Le chanteur prit sa douche rapidement et rassembla ses affaires afin de pouvoir quitter l'hôtel. Il ne manqua pas de poser ses lunettes sur son nez afin de ne pas être reconnu par qui que ce soit. Il quitta la chambre sans un regard pour celle-ci, il se dit qu'il s'était vraiment endurci avec le temps et lâcha un rictus moqueur à son propre égard avant de grimper dans l'ascenseur. Il passa par l'accueil où il déposa la carte d'accès à la chambre puis, se dirigea vers la gare afin de prendre son train. Une fois installé dans le TGV, il se pressa d'appeler son amant afin de profiter de sa voix une dernière fois.
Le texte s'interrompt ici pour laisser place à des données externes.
//! huginn: command-line front end for the orchestrator
//!
//! Runs one request through the full pipeline against an Ollama backend
//! and prints the JSON response envelope.

use std::io::{self, IsTerminal, Read};
use std::path::PathBuf;
use std::process::ExitCode;
use std::sync::Arc;
use std::time::Instant;

use clap::{Parser, Subcommand};
use huginn::{
    ApiResponse, ChatOptionsRequest, ChatRequest, Config, Domain, Huginn, Orchestrator,
    RecipeRequest, TravelRequest,
};

/// Huginn CLI
#[derive(Parser)]
#[command(name = "huginn")]
#[command(version = huginn::PKG_VERSION)]
#[command(about = "Resilient orchestration for generative-text backends")]
struct Args {
    /// Config file (default: ~/.huginn/config.toml, then /etc/huginn/config.toml)
    #[arg(short, long, env = "HUGINN_CONFIG")]
    config: Option<PathBuf>,

    /// Override the backend base URL
    #[arg(long, env = "HUGINN_BACKEND_URL")]
    backend_url: Option<String>,

    /// Use the async entry point (bounded by the gateway timeout)
    #[arg(long = "async", global = true)]
    run_async: bool,

    #[command(subcommand)]
    command: Command,
}

#[derive(Subcommand)]
enum Command {
    /// Freeform chat
    Chat {
        /// Prompt (or omit to read from stdin)
        prompt: Option<String>,
    },

    /// Chat with an explicit model
    Options {
        /// Prompt (or omit to read from stdin)
        prompt: Option<String>,
        /// Model to use (default: configured backend model)
        #[arg(short, long)]
        model: Option<String>,
    },

    /// Generate a recipe
    Recipe {
        /// Comma-separated ingredients
        ingredients: String,
        #[arg(short, long, default_value = huginn::types::DEFAULT_CUISINE)]
        cuisine: String,
        #[arg(short, long, default_value = "")]
        dietary: String,
    },

    /// Generate a travel itinerary
    Travel {
        destination: String,
        #[arg(short, long, default_value_t = 3)]
        days: u32,
        #[arg(short, long, default_value = huginn::types::DEFAULT_INTERESTS)]
        interests: String,
        #[arg(short, long, default_value = huginn::types::DEFAULT_BUDGET)]
        budget: String,
    },
}

enum Request {
    Chat(ChatRequest),
    Options(ChatOptionsRequest),
    Recipe(RecipeRequest),
    Travel(TravelRequest),
}

impl Request {
    fn domain(&self) -> Domain {
        match self {
            Request::Chat(_) | Request::Options(_) => Domain::Chat,
            Request::Recipe(_) => Domain::Recipe,
            Request::Travel(_) => Domain::Travel,
        }
    }
}

#[tokio::main]
async fn main() -> Result<ExitCode, Box<dyn std::error::Error>> {
    // Initialise tracing (default: warn for CLI; override with RUST_LOG).
    tracing_subscriber::fmt()
        .with_env_filter(
            tracing_subscriber::EnvFilter::try_from_default_env()
                .unwrap_or_else(|_| tracing_subscriber::EnvFilter::new("warn")),
        )
        .with_writer(io::stderr)
        .init();

    let args = Args::parse();

    let mut config = Config::load_or_default(args.config.as_deref())?;
    if let Some(url) = args.backend_url {
        config.backend.base_url = url;
    }
    // one-shot process, nothing to flush
    config.cache.scheduled_eviction = false;

    let orchestrator = Arc::new(Huginn::builder().from_config(&config).build()?);

    let request = match args.command {
        Command::Chat { prompt } => Request::Chat(ChatRequest::new(resolve_text(prompt, "chat")?)),
        Command::Options { prompt, model } => {
            let mut request = ChatOptionsRequest::new(resolve_text(prompt, "options")?);
            if let Some(model) = model {
                request = request.model(model);
            }
            Request::Options(request)
        }
        Command::Recipe {
            ingredients,
            cuisine,
            dietary,
        } => Request::Recipe(
            RecipeRequest::new(ingredients)
                .cuisine(cuisine)
                .dietary_restrictions(dietary),
        ),
        Command::Travel {
            destination,
            days,
            interests,
            budget,
        } => Request::Travel(
            TravelRequest::new(destination, days)
                .interests(interests)
                .budget(budget),
        ),
    };

    let start = Instant::now();
    let response = if args.run_async {
        run_async(&orchestrator, request).await
    } else {
        run_sync(&orchestrator, request).await
    };
    let response = response.with_processing_time(start.elapsed());

    println!("{}", serde_json::to_string_pretty(&response)?);

    if response.status_code() == 200 {
        Ok(ExitCode::SUCCESS)
    } else {
        Ok(ExitCode::FAILURE)
    }
}

async fn run_sync(orchestrator: &Orchestrator, request: Request) -> ApiResponse {
    let domain = request.domain();
    let result = match request {
        Request::Chat(r) => orchestrator.chat(r).await,
        Request::Options(r) => orchestrator.chat_with_options(r).await,
        Request::Recipe(r) => orchestrator.recipe(r).await,
        Request::Travel(r) => orchestrator.travel(r).await,
    };
    ApiResponse::from_result(domain, &result)
}

async fn run_async(orchestrator: &Arc<Orchestrator>, request: Request) -> ApiResponse {
    let domain = request.domain();
    let handle = match request {
        Request::Chat(r) => orchestrator.chat_async(r),
        Request::Options(r) => orchestrator.chat_with_options_async(r),
        Request::Recipe(r) => orchestrator.recipe_async(r),
        Request::Travel(r) => orchestrator.travel_async(r),
    };
    ApiResponse::from_result(domain, &handle.result().await)
}

/// Resolve text input from an optional CLI argument and/or stdin.
///
/// - arg only → arg
/// - stdin only → stdin
/// - both → `"{arg}\n\n{stdin}"`
/// - neither → error
fn resolve_text(arg: Option<String>, command: &str) -> Result<String, Box<dyn std::error::Error>> {
    let stdin_is_pipe = !io::stdin().is_terminal();
    let stdin_text = if stdin_is_pipe {
        let mut buf = String::new();
        io::stdin().read_to_string(&mut buf)?;
        let trimmed = buf.trim().to_string();
        if trimmed.is_empty() {
            None
        } else {
            Some(trimmed)
        }
    } else {
        None
    };

    match (arg, stdin_text) {
        (Some(a), Some(s)) => Ok(format!("{a}\n\n{s}")),
        (Some(a), None) => Ok(a),
        (None, Some(s)) => Ok(s),
        (None, None) => {
            Err(format!("{command}: no input provided (pass text as argument or via stdin)").into())
        }
    }
}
L'appel fut un échange de blagues et de banalités entre eux sur leurs programmes respectifs une fois qu'ils seraient rentrés chez eux. Le sujet tabou était évité afin de préserver le faux ton léger de la conversation, afin de faire durer leur entrevue au-delà de la courte nuit qu'ils avaient partagé. Lorsque le réseau téléphonique eût raison de la qualité de leur appel, Ruki se résigna à ne pas téléphoner et à passer la fin du trajet à regarder le paysage. Il n'était pas si pressé de rentrer chez lui mais il avait hâte d'en finir avec ce trajet solitaire. Toutefois, la fin de la conversation et ce retour à Tokyo rimait également avec un cruel retour à la réalité.